Obamacare is Better - But than what?

Obamacare is Better - But than what?
Obamacare is Better - But than what?
In the theory of market economics, government involvement should be limited to providing services the private sector can’t profitably or reliably provide. Obamacare may be inexorably proving the need for a national health plan, despite ardent denials from both presidential candidates.
Truth-out.org (among others) reports that “2,000 Doctors Agree With Bernie Sanders on Universal Health Care”.
“Last week, the American Journal of Public Health carried a proposal by a working group of more than 2,000 physicians nationwide titled: "Moving Forward from the Affordable Care Act to a Single-Payer system”
“In 2014…more than half of all overdue debts on credit reports were medical.” Far from the goal of encouraging providers to “improve coordination and efficiency”, Obamacare has actually led to “…the consolidation of hospitals and physicians’ practices into giant systems with the market leverage to demand higher prices…”
A National Health Plan “would shrink administrative costs…freeing up nearly $500 billion annually for expanded and improved coverage.” “Significant sums would also be saved by allowing the NHP to negotiate with drug companies over prices, as do universal health programs in other advanced nations.” Only the “greater efficiency and simplicity” of a national health plan can “curb inflation in health costs, so that cost savings would grow with time.”
And this doesn't even address the long-term savings from a system that includes incentives for preventative care - something starkly absent from a system built around rollicking enrollment changes and fluctuating plans.

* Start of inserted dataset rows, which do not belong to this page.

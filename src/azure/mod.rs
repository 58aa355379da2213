//! Azure Resource Manager interaction module
//!
//! This module provides authentication, the HTTP client and the ARM client
//! that backs the resource discovery engine.
//!
//! # Module Structure
//!
//! - [`auth`] - Token providers (static token, `azure_identity` default chain) with caching
//! - [`client`] - Main ARM client implementing [`crate::resource::ResourceBackend`]
//! - [`cloud`] - Sovereign cloud endpoints
//! - [`http`] - HTTP utilities for REST API calls
//!
//! # Example
//!
//! ```ignore
//! use azlist::azure::{auth::AzureCredentials, client::ArmClient, cloud::CloudEnvironment};
//!
//! fn example() -> anyhow::Result<()> {
//!     let cloud = CloudEnvironment::Public;
//!     let credentials = AzureCredentials::from_env(cloud)?;
//!     let client = ArmClient::new("00000000-0000-0000-0000-000000000000", credentials, cloud)?;
//!     Ok(())
//! }
//! ```

pub mod auth;
pub mod client;
pub mod cloud;
pub mod http;
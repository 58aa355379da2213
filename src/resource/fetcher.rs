//! Resource Fetcher
//!
//! Paginated walks over the two listing capabilities: the seed query against
//! the indexed catalog, and per-parent child collection listing.

use super::backend::{AuthorizationScopeFilter, ResourceBackend, SeedQueryRequest, SEED_PAGE_SIZE};
use super::extension::ResourceFilter;
use super::types::{sort_resources, ListError, ListResult, Resource};
use crate::error::{Error, Result};
use serde_json::Value;
use std::future::Future;
use tokio_util::sync::CancellationToken;

/// Run `fut` unless `cancel` fires first. Dropping the future aborts any
/// request it has in flight.
pub async fn cancellable<F: Future>(cancel: &CancellationToken, fut: F) -> Result<F::Output> {
    tokio::select! {
        biased;
        _ = cancel.cancelled() => Err(Error::Cancelled),
        output = fut => Ok(output),
    }
}

/// Parameters of the seed query
#[derive(Debug, Clone)]
pub struct SeedQuery {
    pub table: String,
    pub predicate: String,
    pub subscription_id: String,
    pub authorization_scope_filter: Option<AuthorizationScopeFilter>,
}

impl SeedQuery {
    pub fn query_text(&self) -> String {
        format!("{} | where {} | order by id desc", self.table, self.predicate)
    }
}

/// Run the seed query to completion and return its resources sorted by id.
///
/// Pages are requested with both the continuation token and an offset that
/// advances by the page size, until the cumulative count reaches the
/// reported total.
pub async fn fetch_seed_resources(
    backend: &dyn ResourceBackend,
    cancel: &CancellationToken,
    seed: &SeedQuery,
) -> Result<Vec<Resource>> {
    let query = seed.query_text();
    let seed_error = |message: String| Error::SeedQuery {
        query: query.clone(),
        message,
    };

    let mut request = SeedQueryRequest {
        query: query.clone(),
        subscriptions: vec![seed.subscription_id.clone()],
        top: SEED_PAGE_SIZE,
        skip: None,
        skip_token: None,
        authorization_scope_filter: seed.authorization_scope_filter,
    };

    tracing::debug!("Running seed query: {}", query);
    let page = cancellable(cancel, backend.query_resources(&request))
        .await?
        .map_err(|e| seed_error(e.to_string()))?;

    let mut resources = Vec::new();
    collect_seed_items(page.items, &mut resources).map_err(&seed_error)?;

    let total = page.total_records;
    let mut count = page.count;
    let mut skip = SEED_PAGE_SIZE;
    let mut skip_token = page.skip_token;

    while count < total {
        let Some(token) = skip_token.take() else {
            return Err(seed_error(format!(
                "received {} of {} records but no continuation token",
                count, total
            )));
        };
        request.skip = Some(skip);
        request.skip_token = Some(token);

        tracing::debug!("Fetching seed query page at offset {} ({}/{})", skip, count, total);
        let page = cancellable(cancel, backend.query_resources(&request))
            .await?
            .map_err(|e| seed_error(format!("with skip token: {e}")))?;

        if page.count == 0 {
            return Err(seed_error(format!(
                "empty page after {} of {} records",
                count, total
            )));
        }

        collect_seed_items(page.items, &mut resources).map_err(&seed_error)?;
        count += page.count;
        skip += SEED_PAGE_SIZE;
        skip_token = page.skip_token;
    }

    sort_resources(&mut resources);
    Ok(resources)
}

fn collect_seed_items(items: Vec<Value>, out: &mut Vec<Resource>) -> std::result::Result<(), String> {
    for item in items {
        out.push(Resource::from_properties(item)?);
    }
    Ok(())
}

/// Walk every page of `{parent}/{child_type}`.
///
/// A 404 ends the walk without error. Any other failure ends the walk and is
/// recorded as a [`ListError`]; an item that cannot be parsed is recorded and
/// skipped. Only cancellation is returned as an `Err`.
pub async fn list_resource(
    backend: &dyn ResourceBackend,
    cancel: &CancellationToken,
    parent: &Resource,
    child_type: &str,
    api_version: &str,
    filter: Option<&ResourceFilter>,
) -> Result<ListResult> {
    let mut result = ListResult::default();
    let parent_id = parent.id.as_str();

    tracing::debug!(
        "Listing child resources: parent={}, type={}, api-version={}",
        parent_id,
        child_type,
        api_version
    );

    let mut next_link: Option<String> = None;
    loop {
        let page = cancellable(
            cancel,
            backend.list_children(parent_id, child_type, api_version, next_link.as_deref()),
        )
        .await?;

        let page = match page {
            Ok(page) => page,
            Err(e) if e.is_not_found() => break,
            Err(e) => {
                tracing::warn!("Listing {}/{} failed: {}", parent_id, child_type, e);
                result
                    .errors
                    .push(ListError::new(parent_id, child_type, api_version, e.to_string()));
                break;
            }
        };

        for item in page.items {
            if let Some(filter) = filter {
                if !filter(&parent.properties, &item) {
                    continue;
                }
            }
            match Resource::from_properties(item) {
                Ok(resource) => result.resources.push(resource),
                Err(message) => result
                    .errors
                    .push(ListError::new(parent_id, child_type, api_version, message)),
            }
        }

        match page.next_link {
            Some(link) if !link.is_empty() => next_link = Some(link),
            _ => break,
        }
    }

    Ok(result)
}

The authors suggest that payments to health care facilities should be handled more like cities fund fire departments, eliminating per-patient billing and diverting operating funds away from profit and advertising toward modernization and expansions targeted to community needs. As for health care choices, the authors say that Obamacare has created more narrow networks in a system that increasingly limits choice and disrupts therapeutic relationships as consumers shop each enrollment cycle for more affordable care. A national health plan would eliminate such disruption and provide consumers better choices for care.